After the first two weeks of coding on the Mailman CLI, I can see the CLI shaping up,that too in a fast pace, in spite of my busy schedule these days. I have been able to adhere to the timeline suggested by me in my proposal.

The coding period began as a continuation of the community bonding period and I had to continue the process of discussing the design of the commands to be built, with the Mailman Community and my mentors. I received a lot of valuable feedback and comments from Steve, Barry, Abhilash and Patrick. I have already covered the core functionalities of the project and the CLI now supports the most of the common tasks like creation, listing and deletion of domains, users and mailing lists.

Abhilash suggested to follow TDD after my first revision this week. I had proposed to build unit tests in the last week of June, and when he suggested it, I decided to give it a try. I was overwhelmed by the power and essence of the approach, and also the enormity of the tasks I had procrastinated to the last week before mid term evaluation. I quickly went over a few pages about TDD and got a grasp on its usage.
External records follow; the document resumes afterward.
//! High-resolution timestamps for the timing kernel
//!
//! A [`Clock`] hands out raw tick counts and converts the difference between
//! two reads into seconds. The difference is signed: a counter that steps
//! backwards between reads yields a negative duration, which the engine treats
//! as an invalid sample instead of hiding it.
//!
//! - x86_64: `lfence; rdtsc`
//! - aarch64: `isb; mrs cntvct_el0`
//! - elsewhere: [`MonotonicTimer`]

use std::time::{Duration, Instant};

/// Source of timestamps used by the measurement engine
pub trait Clock: Send + Sync {
    /// Determine the tick rate. Called once per run before any read.
    fn calibrate(&mut self);

    /// Current tick count
    fn read(&self) -> u64;

    /// Seconds elapsed from `start` to `end`, negative if `end` precedes `start`
    fn seconds(&self, start: u64, end: u64) -> f64;

    /// Short name for reports
    fn name(&self) -> &'static str;
}

/// Read the CPU cycle counter with serialization.
#[inline]
pub fn read_cycle_counter() -> u64 {
    #[cfg(target_arch = "x86_64")]
    {
        rdtsc_x86_64()
    }

    #[cfg(target_arch = "aarch64")]
    {
        cntvct_aarch64()
    }

    #[cfg(not(any(target_arch = "x86_64", target_arch = "aarch64")))]
    {
        monotonic_nanos()
    }
}

#[cfg(target_arch = "x86_64")]
#[inline]
fn rdtsc_x86_64() -> u64 {
    std::sync::atomic::compiler_fence(std::sync::atomic::Ordering::SeqCst);

    let cycles: u64;
    unsafe {
        std::arch::asm!(
            "lfence",
            "rdtsc",
            "shl rdx, 32",
            "or rax, rdx",
            out("rax") cycles,
            out("rdx") _,
            options(nostack, nomem),
        );
    }

    std::sync::atomic::compiler_fence(std::sync::atomic::Ordering::SeqCst);
    cycles
}

#[cfg(target_arch = "aarch64")]
#[inline]
fn cntvct_aarch64() -> u64 {
    std::sync::atomic::compiler_fence(std::sync::atomic::Ordering::SeqCst);

    let ticks: u64;
    unsafe {
        std::arch::asm!(
            "isb",
            "mrs {}, cntvct_el0",
            out(reg) ticks,
            options(nostack, nomem),
        );
    }

    std::sync::atomic::compiler_fence(std::sync::atomic::Ordering::SeqCst);
    ticks
}

/// Nanoseconds since the first call in this process
#[inline]
fn monotonic_nanos() -> u64 {
    use std::sync::OnceLock;
    static START: OnceLock<Instant> = OnceLock::new();

    let start = START.get_or_init(Instant::now);
    start.elapsed().as_nanos() as u64
}

#[inline]
fn signed_delta(start: u64, end: u64) -> f64 {
    (i128::from(end) - i128::from(start)) as f64
}

/// Calibrated CPU cycle counter
#[derive(Debug, Clone)]
pub struct CycleTimer {
    ticks_per_ns: f64,
    window: Duration,
    rounds: usize,
}

impl Default for CycleTimer {
    fn default() -> Self {
        Self {
            ticks_per_ns: 0.0,
            window: Duration::from_millis(2),
            rounds: 5,
        }
    }
}

impl CycleTimer {
    pub fn new() -> Self {
        Self::default()
    }

    /// Ticks per nanosecond found by the last calibration, 0 before calibration
    pub fn ticks_per_ns(&self) -> f64 {
        self.ticks_per_ns
    }

    /// Median ratio of counter ticks to wall-clock nanoseconds over short busy windows
    fn measure_ticks_per_ns(&self) -> f64 {
        let mut ratios = Vec::with_capacity(self.rounds);

        for _ in 0..self.rounds {
            let start_ticks = read_cycle_counter();
            let start_time = Instant::now();
            while start_time.elapsed() < self.window {
                std::hint::spin_loop();
            }
            let end_ticks = read_cycle_counter();
            let elapsed_nanos = start_time.elapsed().as_nanos() as u64;

            if elapsed_nanos == 0 {
                continue;
            }
            ratios.push(end_ticks.saturating_sub(start_ticks) as f64 / elapsed_nanos as f64);
        }

        if ratios.is_empty() {
            return 1.0;
        }

        ratios.sort_by(|a, b| a.total_cmp(b));
        let mid = ratios.len() / 2;
        if ratios.len() % 2 == 0 {
            (ratios[mid - 1] + ratios[mid]) / 2.0
        } else {
            ratios[mid]
        }
    }
}

impl Clock for CycleTimer {
    fn calibrate(&mut self) {
        let measured = self.measure_ticks_per_ns();
        self.ticks_per_ns = if measured.is_finite() && measured > 0.0 { measured } else { 1.0 };
    }

    #[inline]
    fn read(&self) -> u64 {
        read_cycle_counter()
    }

    fn seconds(&self, start: u64, end: u64) -> f64 {
        let ticks_per_ns = if self.ticks_per_ns > 0.0 { self.ticks_per_ns } else { 1.0 };
        signed_delta(start, end) / ticks_per_ns / 1e9
    }

    fn name(&self) -> &'static str {
        "cycle"
    }
}

/// Clock backed by `std::time::Instant`, ticks are nanoseconds
#[derive(Debug, Clone, Default)]
pub struct MonotonicTimer;

impl Clock for MonotonicTimer {
    fn calibrate(&mut self) {}

    #[inline]
    fn read(&self) -> u64 {
        monotonic_nanos()
    }

    fn seconds(&self, start: u64, end: u64) -> f64 {
        signed_delta(start, end) / 1e9
    }

    fn name(&self) -> &'static str {
        "monotonic"
    }
}

/// Deterministic clock that advances by a fixed step on every read
#[derive(Debug, Default)]
pub struct StepClock {
    next: std::sync::atomic::AtomicU64,
    step_ns: u64,
}

impl StepClock {
    pub fn new(step_ns: u64) -> Self {
        Self {
            next: std::sync::atomic::AtomicU64::new(0),
            step_ns,
        }
    }
}

impl Clock for StepClock {
    fn calibrate(&mut self) {}

    fn read(&self) -> u64 {
        self.next.fetch_add(self.step_ns, std::sync::atomic::Ordering::Relaxed)
    }

    fn seconds(&self, start: u64, end: u64) -> f64 {
        signed_delta(start, end) / 1e9
    }

    fn name(&self) -> &'static str {
        "step"
    }
}

/// Best clock for this platform
pub fn default_clock() -> Box<dyn Clock> {
    if cfg!(any(target_arch = "x86_64", target_arch = "aarch64")) {
        Box::new(CycleTimer::new())
    } else {
        Box::new(MonotonicTimer)
    }
}

#[cfg(test)]
mod tests {
    use super::*;

    #[test]
    fn test_monotonic_seconds() {
        let clock = MonotonicTimer;
        assert_eq!(clock.seconds(1_000, 3_000), 2e-6);
        assert!(clock.seconds(3_000, 1_000) < 0.0);

        let a = clock.read();
        let b = clock.read();
        assert!(clock.seconds(a, b) >= 0.0);
    }

    #[test]
    fn test_cycle_timer_calibrates() {
        let mut timer = CycleTimer::new();
        timer.calibrate();
        assert!(timer.ticks_per_ns() > 0.0);

        let start = timer.read();
        let wall = Instant::now();
        while wall.elapsed() < Duration::from_millis(5) {
            std::hint::spin_loop();
        }
        let end = timer.read();
        let measured = timer.seconds(start, end);
        assert!(measured > 0.001, "measured {} s for a 5 ms spin", measured);
        assert!(measured < 1.0, "measured {} s for a 5 ms spin", measured);
    }

    #[test]
    fn test_step_clock() {
        let clock = StepClock::new(250);
        let t1 = clock.read();
        let t2 = clock.read();
        let t3 = clock.read();
        assert_eq!(clock.seconds(t1, t2), 250e-9);
        assert_eq!(clock.seconds(t2, t3), 250e-9);
    }

    #[test]
    fn test_default_clock_name() {
        let clock = default_clock();
        assert!(["cycle", "monotonic"].contains(&clock.name()));
    }
}
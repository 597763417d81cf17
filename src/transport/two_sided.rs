//! Two-sided message passing over the fabric mailboxes

use super::{ExchangeBuffer, FabricPort, Message, Transport};
use crate::error::{AppError, Result, RetryPolicy};
use crate::types::TransportKind;
use async_trait::async_trait;

/// Combined send and receive of the whole buffer per exchange
#[derive(Debug)]
pub struct MessagePassingTransport {
    port: FabricPort,
    policy: RetryPolicy,
}

impl MessagePassingTransport {
    pub fn new(port: FabricPort, policy: RetryPolicy) -> Self {
        Self { port, policy }
    }

    fn unexpected(&self, operation: String, expected: &str, message: &Message) -> AppError {
        AppError::transport(
            self.port.rank(),
            operation,
            format!("expected a {} message, got {}", expected, message.kind()),
        )
    }
}

#[async_trait]
impl Transport for MessagePassingTransport {
    fn rank(&self) -> usize {
        self.port.rank()
    }

    fn num_ranks(&self) -> usize {
        self.port.num_ranks()
    }

    fn kind(&self) -> TransportKind {
        TransportKind::TwoSided
    }

    async fn allocate(&mut self, size: usize) -> Result<ExchangeBuffer> {
        Ok(ExchangeBuffer::new(size))
    }

    async fn release(&mut self, _buffer: ExchangeBuffer) -> Result<()> {
        Ok(())
    }

    async fn barrier(&mut self) -> Result<()> {
        self.port.barrier(&self.policy).await
    }

    async fn rendezvous(&mut self, peer: usize) -> Result<()> {
        self.port.post_flag(peer)?;
        self.port.wait_flag(peer, &self.policy).await
    }

    async fn exchange(&mut self, buffer: &mut ExchangeBuffer, peer: usize) -> Result<()> {
        self.port.send(peer, Message::Data(buffer.send().to_vec()))?;
        let operation = format!("exchange with rank {}", peer);
        match self.port.recv(peer, &self.policy).await? {
            Message::Data(payload) => buffer.fill_recv(self.port.rank(), &operation, &payload),
            other => Err(self.unexpected(operation, "data", &other)),
        }
    }

    async fn exchange_samples(&mut self, samples: &[f64], peer: usize) -> Result<Vec<f64>> {
        self.port.send(peer, Message::Samples(samples.to_vec()))?;
        match self.port.recv(peer, &self.policy).await? {
            Message::Samples(values) => Ok(values),
            other => Err(self.unexpected(format!("exchange samples with rank {}", peer), "samples", &other)),
        }
    }
}

#[cfg(test)]
mod tests {
    use super::*;
    use crate::transport::LocalFabric;
    use std::time::Duration;

    fn pair() -> (MessagePassingTransport, MessagePassingTransport) {
        let fabric = LocalFabric::new(2);
        let policy = RetryPolicy::bounded(None, Duration::from_secs(5));
        (
            MessagePassingTransport::new(fabric.attach(0).unwrap(), policy),
            MessagePassingTransport::new(fabric.attach(1).unwrap(), policy),
        )
    }

    #[tokio::test]
    async fn test_exchange_swaps_buffers() {
        let (mut t0, mut t1) = pair();
        let mut b0 = t0.allocate(16).await.unwrap();
        let mut b1 = t1.allocate(16).await.unwrap();
        let expected = b0.send().to_vec();

        let (r0, r1) = tokio::join!(t0.exchange(&mut b0, 1), t1.exchange(&mut b1, 0));
        r0.unwrap();
        r1.unwrap();
        assert_eq!(b0.recv(), &expected[..]);
        assert_eq!(b1.recv(), &expected[..]);
    }

    #[tokio::test]
    async fn test_rendezvous_and_samples() {
        let (mut t0, mut t1) = pair();
        let (r0, r1) = tokio::join!(t0.rendezvous(1), t1.rendezvous(0));
        r0.unwrap();
        r1.unwrap();

        let (s0, s1) = tokio::join!(t0.exchange_samples(&[1.0, 2.0], 1), t1.exchange_samples(&[3.0, -1.0], 0));
        assert_eq!(s0.unwrap(), vec![3.0, -1.0]);
        assert_eq!(s1.unwrap(), vec![1.0, 2.0]);
    }

    #[tokio::test]
    async fn test_kind_mismatch_is_protocol_error() {
        let (mut t0, mut t1) = pair();
        let mut b1 = t1.allocate(4).await.unwrap();

        // Samples arrive where data is expected.
        let (_, r1) = tokio::join!(t0.exchange_samples(&[1.0], 1), t1.exchange(&mut b1, 0));
        assert!(matches!(r1.unwrap_err(), AppError::Transport { rank: 1, .. }));
    }
}
//! Pairwise Latency Tester
//!
//! A point-to-point latency harness for HPC clusters. Ranks are paired by an
//! XOR schedule, each pairing runs a timed exchange kernel over one of several
//! transports, and the one-sided and pairwise latencies are collected into
//! nine log-binned histograms split by on-node and off-node locality.

pub mod app;
pub mod cli;
pub mod cluster;
pub mod config;
pub mod engine;
pub mod error;
pub mod histogram;
pub mod logging;
pub mod models;
pub mod output;
pub mod schedule;
pub mod timer;
pub mod topology;
pub mod transport;
pub mod types;

// Re-export commonly used types
pub use cluster::{LocalCluster, RunPlan, TcpRank};
pub use engine::{measure_pairing, Engine};
pub use error::{AppError, Result, RetryPolicy};
pub use histogram::{Aggregator, BinLayout, HistogramSet, LatencyVariable};
pub use models::{ClusterReport, Config, RankReport, TestConfig};
pub use output::{JsonFormatter, OutputCoordinator, OutputFormatter, OutputFormatterFactory, TextFormatter};
pub use schedule::StageScheduler;
pub use timer::{Clock, StepClock};
pub use topology::RankTopology;
pub use transport::{LocalFabric, Transport};
pub use types::{Locality, NodeId, OutputFormat, TransportKind};

/// Application version information
pub const VERSION: &str = env!("CARGO_PKG_VERSION");
pub const PKG_NAME: &str = env!("CARGO_PKG_NAME");
pub const PKG_DESCRIPTION: &str = env!("CARGO_PKG_DESCRIPTION");

/// Default configuration values
pub mod defaults {
    use std::time::Duration;

    pub const DEFAULT_CYCLES: usize = 1;
    pub const DEFAULT_MESSAGES: usize = 1000;
    pub const DEFAULT_WARMUP: usize = 10;
    pub const DEFAULT_MESSAGE_SIZE: usize = 8;
    pub const DEFAULT_RANKS: usize = 4;
    pub const DEFAULT_POLL_TIMEOUT: Duration = Duration::from_secs(30);
    pub const DEFAULT_ENABLE_COLOR: bool = true;
}
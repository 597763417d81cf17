//! Per-rank and job-wide measurement results

use super::config::TestConfig;
use crate::error::Result;
use crate::histogram::{HistogramSet, HistogramSummary};
use crate::topology::RankTopology;
use crate::types::TransportKind;
use chrono::{DateTime, Utc};
use serde::Serialize;

/// What one rank measured
#[derive(Debug, Clone, Serialize)]
pub struct RankReport {
    pub rank: usize,
    /// Pairings that ran the timed kernel
    pub pairings_measured: usize,
    /// Stages without a valid partner
    pub pairings_skipped: usize,
    /// Invalid samples excluded from the histograms
    pub dropped_samples: u64,
    #[serde(skip)]
    pub histograms: HistogramSet,
}

impl RankReport {
    pub fn summaries(&self) -> Vec<HistogramSummary> {
        self.histograms.summaries()
    }
}

/// Merged results of every rank in the job
#[derive(Debug, Clone, Serialize)]
pub struct ClusterReport {
    pub session_id: String,
    pub started_at: DateTime<Utc>,
    pub duration_ms: u64,
    pub transport: TransportKind,
    pub clock: String,
    pub num_ranks: usize,
    pub test: TestConfig,
    pub topology: RankTopology,
    pub ranks: Vec<RankReport>,
    pub histograms: HistogramSet,
}

impl ClusterReport {
    /// Merge per-rank histograms into a job-wide report
    #[allow(clippy::too_many_arguments)]
    pub fn from_ranks(
        session_id: String,
        started_at: DateTime<Utc>,
        duration_ms: u64,
        transport: TransportKind,
        clock: String,
        test: TestConfig,
        topology: RankTopology,
        mut ranks: Vec<RankReport>,
        mut histograms: HistogramSet,
    ) -> Result<Self> {
        ranks.sort_by_key(|report| report.rank);
        for report in &ranks {
            histograms.merge(&report.histograms)?;
        }
        Ok(Self {
            session_id,
            started_at,
            duration_ms,
            transport,
            clock,
            num_ranks: topology.num_ranks(),
            test,
            topology,
            ranks,
            histograms,
        })
    }

    pub fn pairings_measured(&self) -> usize {
        self.ranks.iter().map(|r| r.pairings_measured).sum()
    }

    pub fn dropped_samples(&self) -> u64 {
        self.ranks.iter().map(|r| r.dropped_samples).sum()
    }

    pub fn summaries(&self) -> Vec<HistogramSummary> {
        self.histograms.summaries()
    }
}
I spent the weekend researching on the TDD and sat down to write the unittests for the `domain` scope. The next day, I submitted a revision(r56) with a huge diff of around 500 lines. I also happened to find a bug in my implementation during the testing. I stored the list of `scope` objects as an attribute to their respective classes. This attribute is static and won't be updated when a new instance gets added. This bug can limit the re usability of the classes being built. Anyhow, it was fixed by not storing the scope objects as an attribute.

Another major outcome of writing the tests is that I got a lot of room to refactor the code and make it better to read and reuse. The major change was to replace every instance of error message printing with an exception, and catching all those exceptions at a single point, and displaying the corresponding error message there. The error messages and confirmation messages are colored by using the escape sequence for each color.

Another new introduction was to move repetitive code to a common location, cli/lib, from where they are imported and used. The scope objects are now given constructors, receiving a client object as argument. The connection scripts have been moved to lib directory, and the connect method has been removed from each `scope`'s class. All errors are caught at the cmdparser.py and the received error messages are displayed in red.


The next set of tasks that I have to work during the following week include the `export` feature, describe object feature, unittests for scope `user`. In would be writing the tests for the new features first and then implementing them, as suggested by TDD. I also have to find some time to settle on a decent plan on how to approach the command shell. I have a bare bone picture on how to tackle it, but I will have to put it in writing and discuss it with the community before building it.